Reese v. State, 82119

Decision Date20 March 1997
Docket NumberNo. 82119,82119
Citation694 So.2d 678
Parties22 Fla. L. Weekly S150 John Loveman REESE, Appellant, v. STATE of Florida, Appellee.
CourtFlorida Supreme Court

Nancy A. Daniels, Public Defender and Nada M. Carey, Assistant Public Defender, Second Judicial Circuit, Tallahassee, for Appellant.

Robert A. Butterworth, Attorney General and Barbara J. Yates, Assistant Attorney General, Tallahassee, for Appellee.

PER CURIAM.

We have on appeal the judgment and sentence of the trial court imposing the death penalty upon John Loveman Reese. We have jurisdiction. Art. V, § 3(b)(1), Fla. Const.

Reese was charged with first-degree murder, sexual battery with great force, burglary with assault, and armed kidnapping for the rape and strangulation of Sharlene Austin on January 28 or 29, 1992. The kidnapping charge was dropped before trial, and Reese was found guilty of all remaining counts. He was sentenced to death following a jury recommendation of eight to four.

The evidence presented at trial reveals that Reese dated Jackie Grier on and off for seven years; the victim had been Grier's best friend for approximately two and a half years. Reese was extremely possessive and disliked Austin because of the amount of time Grier spent with her. Grier and Austin had begun making trips to Georgia where, unknown to Reese, both had met new boyfriends. They returned from the last of these trips on Monday, January 27, 1992. On Wednesday of the same week, Grier was concerned because she could not reach Austin by phone, and she and a neighbor went to Austin's house and entered through the unlocked back door. They found Austin lying face down in the bedroom, covered with a sheet. She had been strangled with an electrical extension cord that was doubled and wrapped around her neck twice with the ends pulled through the loop.

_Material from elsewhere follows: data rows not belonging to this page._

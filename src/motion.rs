use std::fs::File;
use std::io::{BufReader, BufWriter, Read, Write};
use std::path::Path;

use crate::error::{alloc_buffer, check_dimensions, Error, Result};

/// Magic number opening a Middlebury `.flo` file.
pub const FLO_MAGIC: f32 = 202021.25;

/// Dense per-pixel displacement field, row-major. `[0.0, 0.0]` means "no reliable
/// motion at this pixel".
#[derive(Clone, Debug, PartialEq)]
pub struct MotionField {
    width: usize,
    height: usize,
    vectors: Vec<[f32; 2]>,
}

impl MotionField {
    /// A field with no motion anywhere.
    pub fn zeros(width: usize, height: usize) -> Result<Self> {
        let sz = check_dimensions(width, height)?;
        Ok(Self { width, height, vectors: alloc_buffer(sz, [0.0; 2])? })
    }

    pub fn from_vectors(width: usize, height: usize, vectors: Vec<[f32; 2]>) -> Result<Self> {
        let sz = check_dimensions(width, height)?;
        if vectors.len() != sz {
            return Err(Error::InvalidArgument(format!(
                "motion field has {} vectors, expected {}x{}",
                vectors.len(),
                width,
                height
            )));
        }
        Ok(Self { width, height, vectors })
    }

    pub fn width(&self) -> usize { self.width }
    pub fn height(&self) -> usize { self.height }
    pub fn vectors(&self) -> &[[f32; 2]] { &self.vectors }

    #[inline]
    pub fn get(&self, x: usize, y: usize) -> [f32; 2] { self.vectors[y * self.width + x] }

    pub fn set(&mut self, x: usize, y: usize, v: [f32; 2]) { self.vectors[y * self.width + x] = v; }

    /// Fails unless the field covers exactly `width` x `height` pixels.
    pub fn check_matches(&self, width: usize, height: usize) -> Result<()> {
        if self.width != width || self.height != height {
            return Err(Error::DimensionMismatch {
                expected_width: width,
                expected_height: height,
                width: self.width,
                height: self.height,
            });
        }
        Ok(())
    }

    /// Reads a Middlebury `.flo` stream.
    pub fn read_flo<R: Read>(mut reader: R) -> Result<Self> {
        let magic = read_f32(&mut reader)?;
        if magic != FLO_MAGIC {
            return Err(Error::Format(format!("bad .flo magic {}", magic)));
        }
        let width = read_i32(&mut reader)?;
        let height = read_i32(&mut reader)?;
        if width <= 0 || height <= 0 {
            return Err(Error::Format(format!("bad .flo dimensions {}x{}", width, height)));
        }
        Self::read_raw(reader, width as usize, height as usize)
    }

    pub fn write_flo<W: Write>(&self, mut writer: W) -> Result<()> {
        writer.write_all(&FLO_MAGIC.to_le_bytes())?;
        writer.write_all(&(self.width as i32).to_le_bytes())?;
        writer.write_all(&(self.height as i32).to_le_bytes())?;
        self.write_raw(writer)
    }

    /// Reads `width * height` headerless little-endian `f32` (u, v) pairs.
    pub fn read_raw<R: Read>(mut reader: R, width: usize, height: usize) -> Result<Self> {
        let sz = check_dimensions(width, height)?;
        let mut vectors = alloc_buffer(sz, [0.0f32; 2])?;
        for v in vectors.iter_mut() {
            *v = [read_f32(&mut reader)?, read_f32(&mut reader)?];
        }
        Ok(Self { width, height, vectors })
    }

    pub fn write_raw<W: Write>(&self, mut writer: W) -> Result<()> {
        for v in &self.vectors {
            writer.write_all(&v[0].to_le_bytes())?;
            writer.write_all(&v[1].to_le_bytes())?;
        }
        writer.flush()?;
        Ok(())
    }

    /// Loads a field from disk. Files ending in `.flo` carry their own dimensions;
    /// anything else is read as raw pairs sized `width` x `height`.
    pub fn load<P: AsRef<Path>>(path: P, width: usize, height: usize) -> Result<Self> {
        let path = path.as_ref();
        let reader = BufReader::new(File::open(path)?);
        let field = if path.extension().is_some_and(|e| e.eq_ignore_ascii_case("flo")) {
            Self::read_flo(reader)?
        } else {
            Self::read_raw(reader, width, height)?
        };
        field.check_matches(width, height)?;
        Ok(field)
    }

    pub fn save_flo<P: AsRef<Path>>(&self, path: P) -> Result<()> {
        self.write_flo(BufWriter::new(File::create(path)?))
    }
}

fn read_f32<R: Read>(reader: &mut R) -> Result<f32> {
    let mut buf = [0u8; 4];
    reader.read_exact(&mut buf)?;
    Ok(f32::from_le_bytes(buf))
}

fn read_i32<R: Read>(reader: &mut R) -> Result<i32> {
    let mut buf = [0u8; 4];
    reader.read_exact(&mut buf)?;
    Ok(i32::from_le_bytes(buf))
}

Reese was questioned by police after his palm print was found on Austin's waterbed. He confessed to breaking into her home around noon on Tuesday, January 28. He said he waited for her to return home because he wanted to talk to her about Grier, but when he saw Austin coming home from work around four o'clock he got scared and hid in a closet. Reese said that after Austin went to sleep on the sofa, he came out of the closet but panicked when she started to move. He grabbed her around the neck from behind and dragged her into the bedroom. He raped her, then strangled her with the extension cord. He was arrested after his confession.

Reese was indicted on May 14, 1992, and tried March 22-25, 1993. He testified on his own behalf at the guilt phase, detailing an intensely troubled childhood and his emotional relationship with Grier. He claimed to have killed Austin out of panicked emotion. Grier also testified. She claimed that Reese never liked Austin, and said that she (Grier) had in fact broken up with Reese before Austin was killed. Two detectives testified that Reese responded "yes" when he was asked if he had decided to hurt the victim while waiting for her to come home.

At the penalty phase, the state presented no additional evidence; Reese called several family members, former teachers, and a psychologist. The jury recommended the death penalty by a vote of eight to four. The judge found three aggravators: cold, calculated, and premeditated ("CCP"); heinous, atrocious, or cruel ("HAC"); and committed in the course of a sexual battery and a burglary. He found one nonstatutory mitigator--no significant criminal history--but found that the mitigator, along with other proposed nonstatutory mitigation, was of minimal or no value. He accepted the jury's recommendation and imposed the death penalty. Reese raises nine issues on appeal. We affirm the conviction but remand to the trial court for entry of a new sentencing order.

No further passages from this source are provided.